• **Exercise prompt**
Whenever a line in this data holds the word "true", report that line in full.

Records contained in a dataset
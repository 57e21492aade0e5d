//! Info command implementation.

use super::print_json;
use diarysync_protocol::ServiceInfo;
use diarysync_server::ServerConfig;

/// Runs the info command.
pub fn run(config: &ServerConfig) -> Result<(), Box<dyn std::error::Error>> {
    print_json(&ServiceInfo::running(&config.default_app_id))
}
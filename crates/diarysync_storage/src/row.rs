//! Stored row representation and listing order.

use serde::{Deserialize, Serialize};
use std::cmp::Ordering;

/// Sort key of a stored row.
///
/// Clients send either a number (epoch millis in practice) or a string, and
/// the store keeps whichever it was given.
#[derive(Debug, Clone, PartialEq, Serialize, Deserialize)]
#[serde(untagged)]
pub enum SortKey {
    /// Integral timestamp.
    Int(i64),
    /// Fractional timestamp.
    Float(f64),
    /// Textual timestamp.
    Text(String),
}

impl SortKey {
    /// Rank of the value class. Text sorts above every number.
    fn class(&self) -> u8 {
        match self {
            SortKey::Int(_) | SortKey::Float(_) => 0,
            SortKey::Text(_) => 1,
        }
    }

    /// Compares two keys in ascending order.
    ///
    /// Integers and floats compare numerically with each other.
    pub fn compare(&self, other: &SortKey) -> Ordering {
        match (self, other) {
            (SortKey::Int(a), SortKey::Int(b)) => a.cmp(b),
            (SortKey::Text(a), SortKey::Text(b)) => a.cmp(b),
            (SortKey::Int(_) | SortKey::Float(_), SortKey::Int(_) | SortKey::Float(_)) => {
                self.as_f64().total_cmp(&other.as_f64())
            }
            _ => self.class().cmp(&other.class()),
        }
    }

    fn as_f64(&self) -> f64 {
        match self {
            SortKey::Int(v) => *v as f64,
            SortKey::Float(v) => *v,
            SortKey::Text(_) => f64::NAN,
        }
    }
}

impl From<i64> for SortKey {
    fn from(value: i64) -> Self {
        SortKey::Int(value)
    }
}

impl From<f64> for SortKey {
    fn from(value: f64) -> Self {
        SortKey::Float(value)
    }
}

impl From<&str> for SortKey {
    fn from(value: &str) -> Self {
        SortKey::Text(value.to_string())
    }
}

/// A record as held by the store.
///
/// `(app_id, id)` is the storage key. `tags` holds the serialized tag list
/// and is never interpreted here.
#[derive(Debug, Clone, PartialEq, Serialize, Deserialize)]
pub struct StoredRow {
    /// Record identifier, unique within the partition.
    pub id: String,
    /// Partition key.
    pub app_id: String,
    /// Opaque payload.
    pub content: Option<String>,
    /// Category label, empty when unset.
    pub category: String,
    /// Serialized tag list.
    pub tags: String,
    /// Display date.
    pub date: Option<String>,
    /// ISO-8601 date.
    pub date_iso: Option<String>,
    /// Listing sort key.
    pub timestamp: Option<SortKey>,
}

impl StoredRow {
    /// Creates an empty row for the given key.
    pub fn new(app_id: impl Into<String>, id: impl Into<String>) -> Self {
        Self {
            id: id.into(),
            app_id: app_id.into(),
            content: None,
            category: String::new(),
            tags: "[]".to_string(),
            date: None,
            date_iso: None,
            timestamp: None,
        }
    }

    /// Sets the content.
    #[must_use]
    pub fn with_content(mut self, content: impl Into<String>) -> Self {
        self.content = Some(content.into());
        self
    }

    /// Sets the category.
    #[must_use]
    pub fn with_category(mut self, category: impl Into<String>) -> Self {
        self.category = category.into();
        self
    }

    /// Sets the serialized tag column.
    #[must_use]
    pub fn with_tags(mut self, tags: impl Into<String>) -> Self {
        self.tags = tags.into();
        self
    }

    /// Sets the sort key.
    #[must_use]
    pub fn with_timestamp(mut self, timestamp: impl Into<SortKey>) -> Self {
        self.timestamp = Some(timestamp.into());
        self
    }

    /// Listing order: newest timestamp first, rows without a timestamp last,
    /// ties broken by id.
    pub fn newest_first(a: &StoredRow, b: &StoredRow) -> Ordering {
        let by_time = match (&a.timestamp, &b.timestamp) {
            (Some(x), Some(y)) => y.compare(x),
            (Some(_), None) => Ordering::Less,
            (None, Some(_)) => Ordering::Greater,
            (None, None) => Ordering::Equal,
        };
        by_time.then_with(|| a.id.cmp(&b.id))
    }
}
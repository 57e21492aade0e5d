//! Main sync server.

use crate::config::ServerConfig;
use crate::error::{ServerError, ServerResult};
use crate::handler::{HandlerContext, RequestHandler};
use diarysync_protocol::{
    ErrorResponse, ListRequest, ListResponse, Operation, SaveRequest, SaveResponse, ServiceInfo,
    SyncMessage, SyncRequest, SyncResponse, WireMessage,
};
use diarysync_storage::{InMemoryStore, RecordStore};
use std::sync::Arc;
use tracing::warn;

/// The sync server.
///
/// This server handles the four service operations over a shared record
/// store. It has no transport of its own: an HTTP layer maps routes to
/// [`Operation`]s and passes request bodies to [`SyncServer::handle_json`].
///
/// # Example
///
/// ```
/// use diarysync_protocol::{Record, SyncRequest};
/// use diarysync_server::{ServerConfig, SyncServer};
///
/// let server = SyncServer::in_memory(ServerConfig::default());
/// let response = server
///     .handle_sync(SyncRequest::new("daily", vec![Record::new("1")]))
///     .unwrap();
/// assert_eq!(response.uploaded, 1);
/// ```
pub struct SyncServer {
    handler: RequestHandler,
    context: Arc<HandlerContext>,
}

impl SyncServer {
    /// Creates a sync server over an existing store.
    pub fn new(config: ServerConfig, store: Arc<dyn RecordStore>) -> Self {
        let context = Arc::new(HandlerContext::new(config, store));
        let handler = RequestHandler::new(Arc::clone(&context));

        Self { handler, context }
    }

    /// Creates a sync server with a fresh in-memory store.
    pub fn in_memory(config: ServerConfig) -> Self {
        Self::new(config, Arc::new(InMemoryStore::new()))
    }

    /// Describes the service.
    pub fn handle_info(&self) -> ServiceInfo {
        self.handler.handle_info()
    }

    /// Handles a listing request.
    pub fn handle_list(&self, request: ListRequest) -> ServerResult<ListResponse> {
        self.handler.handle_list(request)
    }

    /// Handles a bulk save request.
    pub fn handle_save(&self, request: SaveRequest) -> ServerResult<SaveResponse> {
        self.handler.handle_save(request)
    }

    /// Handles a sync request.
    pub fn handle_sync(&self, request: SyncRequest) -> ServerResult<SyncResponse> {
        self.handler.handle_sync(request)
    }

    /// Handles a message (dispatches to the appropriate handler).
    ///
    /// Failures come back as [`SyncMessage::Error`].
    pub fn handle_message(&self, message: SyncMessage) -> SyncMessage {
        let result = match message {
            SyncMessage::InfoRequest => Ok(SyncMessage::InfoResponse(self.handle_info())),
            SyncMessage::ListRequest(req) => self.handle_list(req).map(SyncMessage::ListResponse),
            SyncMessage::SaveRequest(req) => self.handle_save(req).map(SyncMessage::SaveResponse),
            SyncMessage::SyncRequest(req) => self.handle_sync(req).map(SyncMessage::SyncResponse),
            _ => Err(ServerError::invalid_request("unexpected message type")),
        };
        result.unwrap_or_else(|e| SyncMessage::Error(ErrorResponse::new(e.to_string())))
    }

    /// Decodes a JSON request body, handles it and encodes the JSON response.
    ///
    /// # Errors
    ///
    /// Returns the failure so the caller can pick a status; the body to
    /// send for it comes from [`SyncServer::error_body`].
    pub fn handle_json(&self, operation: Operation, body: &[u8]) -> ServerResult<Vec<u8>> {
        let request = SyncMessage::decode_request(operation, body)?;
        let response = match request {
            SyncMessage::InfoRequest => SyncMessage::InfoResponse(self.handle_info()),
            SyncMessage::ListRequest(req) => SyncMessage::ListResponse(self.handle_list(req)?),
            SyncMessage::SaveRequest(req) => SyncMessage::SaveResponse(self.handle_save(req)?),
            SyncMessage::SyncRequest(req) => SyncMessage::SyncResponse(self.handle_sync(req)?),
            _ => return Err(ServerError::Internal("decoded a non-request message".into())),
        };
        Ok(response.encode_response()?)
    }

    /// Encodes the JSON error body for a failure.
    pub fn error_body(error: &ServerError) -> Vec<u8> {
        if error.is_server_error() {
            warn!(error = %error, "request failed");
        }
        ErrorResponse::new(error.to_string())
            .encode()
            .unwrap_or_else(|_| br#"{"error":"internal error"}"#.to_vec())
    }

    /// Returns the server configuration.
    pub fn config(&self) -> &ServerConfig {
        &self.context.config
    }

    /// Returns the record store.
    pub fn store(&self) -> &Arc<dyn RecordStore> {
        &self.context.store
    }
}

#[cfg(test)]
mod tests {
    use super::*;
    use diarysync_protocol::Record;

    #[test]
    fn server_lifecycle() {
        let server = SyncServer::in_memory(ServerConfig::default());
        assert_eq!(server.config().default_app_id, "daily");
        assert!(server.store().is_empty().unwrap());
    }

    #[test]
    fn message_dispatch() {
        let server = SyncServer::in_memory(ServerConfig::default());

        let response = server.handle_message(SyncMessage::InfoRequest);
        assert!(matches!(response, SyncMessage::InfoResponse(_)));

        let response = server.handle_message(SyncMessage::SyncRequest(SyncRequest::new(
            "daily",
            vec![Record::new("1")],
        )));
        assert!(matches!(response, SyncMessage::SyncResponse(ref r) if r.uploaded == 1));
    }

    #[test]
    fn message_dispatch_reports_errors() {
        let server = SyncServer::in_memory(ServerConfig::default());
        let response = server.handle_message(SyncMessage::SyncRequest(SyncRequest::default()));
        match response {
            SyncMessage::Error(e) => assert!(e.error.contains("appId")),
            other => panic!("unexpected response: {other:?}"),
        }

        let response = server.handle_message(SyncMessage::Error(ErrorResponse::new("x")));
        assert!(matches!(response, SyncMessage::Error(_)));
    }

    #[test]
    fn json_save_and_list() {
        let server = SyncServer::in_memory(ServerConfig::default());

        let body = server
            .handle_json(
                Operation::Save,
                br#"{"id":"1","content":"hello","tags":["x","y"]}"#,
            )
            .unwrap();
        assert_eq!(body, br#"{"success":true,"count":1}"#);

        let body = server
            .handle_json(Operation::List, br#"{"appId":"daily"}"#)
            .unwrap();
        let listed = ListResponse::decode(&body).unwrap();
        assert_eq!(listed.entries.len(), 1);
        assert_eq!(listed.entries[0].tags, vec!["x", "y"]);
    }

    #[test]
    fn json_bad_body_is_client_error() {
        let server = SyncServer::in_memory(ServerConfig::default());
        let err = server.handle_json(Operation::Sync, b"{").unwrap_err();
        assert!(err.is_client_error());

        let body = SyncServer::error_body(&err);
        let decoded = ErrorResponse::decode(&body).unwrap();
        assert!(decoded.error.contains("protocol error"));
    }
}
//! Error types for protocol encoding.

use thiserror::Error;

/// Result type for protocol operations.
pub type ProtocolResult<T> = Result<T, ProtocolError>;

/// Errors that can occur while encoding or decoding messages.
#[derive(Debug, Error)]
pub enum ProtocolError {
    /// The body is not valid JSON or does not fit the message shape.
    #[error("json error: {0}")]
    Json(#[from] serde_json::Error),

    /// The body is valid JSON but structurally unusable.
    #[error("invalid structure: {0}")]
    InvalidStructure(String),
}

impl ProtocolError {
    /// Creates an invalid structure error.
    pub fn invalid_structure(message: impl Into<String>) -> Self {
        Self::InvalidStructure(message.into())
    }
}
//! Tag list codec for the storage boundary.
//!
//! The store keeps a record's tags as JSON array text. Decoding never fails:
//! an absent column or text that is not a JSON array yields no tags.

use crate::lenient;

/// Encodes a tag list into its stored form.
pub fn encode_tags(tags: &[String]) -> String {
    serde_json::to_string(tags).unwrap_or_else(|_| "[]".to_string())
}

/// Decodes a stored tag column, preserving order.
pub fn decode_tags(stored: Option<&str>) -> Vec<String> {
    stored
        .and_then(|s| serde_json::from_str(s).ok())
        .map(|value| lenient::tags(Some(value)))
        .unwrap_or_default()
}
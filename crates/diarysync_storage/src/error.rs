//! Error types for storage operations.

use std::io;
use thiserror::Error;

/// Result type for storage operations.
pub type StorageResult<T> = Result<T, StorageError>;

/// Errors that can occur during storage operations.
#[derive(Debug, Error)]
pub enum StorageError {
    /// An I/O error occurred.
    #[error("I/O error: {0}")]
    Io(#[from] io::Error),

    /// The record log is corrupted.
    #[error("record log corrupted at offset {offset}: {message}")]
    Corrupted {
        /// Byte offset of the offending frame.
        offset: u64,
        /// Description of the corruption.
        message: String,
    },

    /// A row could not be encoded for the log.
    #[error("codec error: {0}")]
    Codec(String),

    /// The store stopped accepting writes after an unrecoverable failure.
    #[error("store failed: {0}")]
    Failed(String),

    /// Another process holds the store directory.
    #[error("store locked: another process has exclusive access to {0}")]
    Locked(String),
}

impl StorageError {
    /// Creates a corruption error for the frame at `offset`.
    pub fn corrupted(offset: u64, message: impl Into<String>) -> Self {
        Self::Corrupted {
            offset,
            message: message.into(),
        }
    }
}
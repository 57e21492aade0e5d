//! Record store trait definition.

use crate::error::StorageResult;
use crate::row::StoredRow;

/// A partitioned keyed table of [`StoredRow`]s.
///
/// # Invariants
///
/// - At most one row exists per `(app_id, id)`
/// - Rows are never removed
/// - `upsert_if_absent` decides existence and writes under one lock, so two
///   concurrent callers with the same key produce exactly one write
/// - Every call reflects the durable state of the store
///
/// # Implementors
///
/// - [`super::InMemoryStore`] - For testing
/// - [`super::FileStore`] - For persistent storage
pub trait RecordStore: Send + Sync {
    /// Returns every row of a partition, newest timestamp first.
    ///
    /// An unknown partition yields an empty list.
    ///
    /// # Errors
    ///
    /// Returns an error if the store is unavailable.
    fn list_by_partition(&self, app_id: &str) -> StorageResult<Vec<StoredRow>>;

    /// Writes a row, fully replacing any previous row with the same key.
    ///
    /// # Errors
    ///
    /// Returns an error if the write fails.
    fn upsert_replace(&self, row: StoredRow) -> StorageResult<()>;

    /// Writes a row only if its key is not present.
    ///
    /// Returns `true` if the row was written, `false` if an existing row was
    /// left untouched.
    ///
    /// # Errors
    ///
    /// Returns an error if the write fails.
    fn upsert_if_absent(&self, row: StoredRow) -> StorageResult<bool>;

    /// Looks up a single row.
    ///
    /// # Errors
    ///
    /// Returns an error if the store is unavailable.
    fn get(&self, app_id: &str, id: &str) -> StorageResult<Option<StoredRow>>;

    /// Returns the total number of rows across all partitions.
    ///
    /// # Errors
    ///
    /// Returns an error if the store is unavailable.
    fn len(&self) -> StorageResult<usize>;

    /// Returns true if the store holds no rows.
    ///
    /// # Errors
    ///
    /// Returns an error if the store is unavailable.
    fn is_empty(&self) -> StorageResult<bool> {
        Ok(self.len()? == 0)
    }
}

• **Task answer**
        assert_eq!(body, br#"{"success":true,"count":1}"#);
    /// Returns `true` if the row was written, `false` if an existing row was
    /// Returns true if the store holds no rows.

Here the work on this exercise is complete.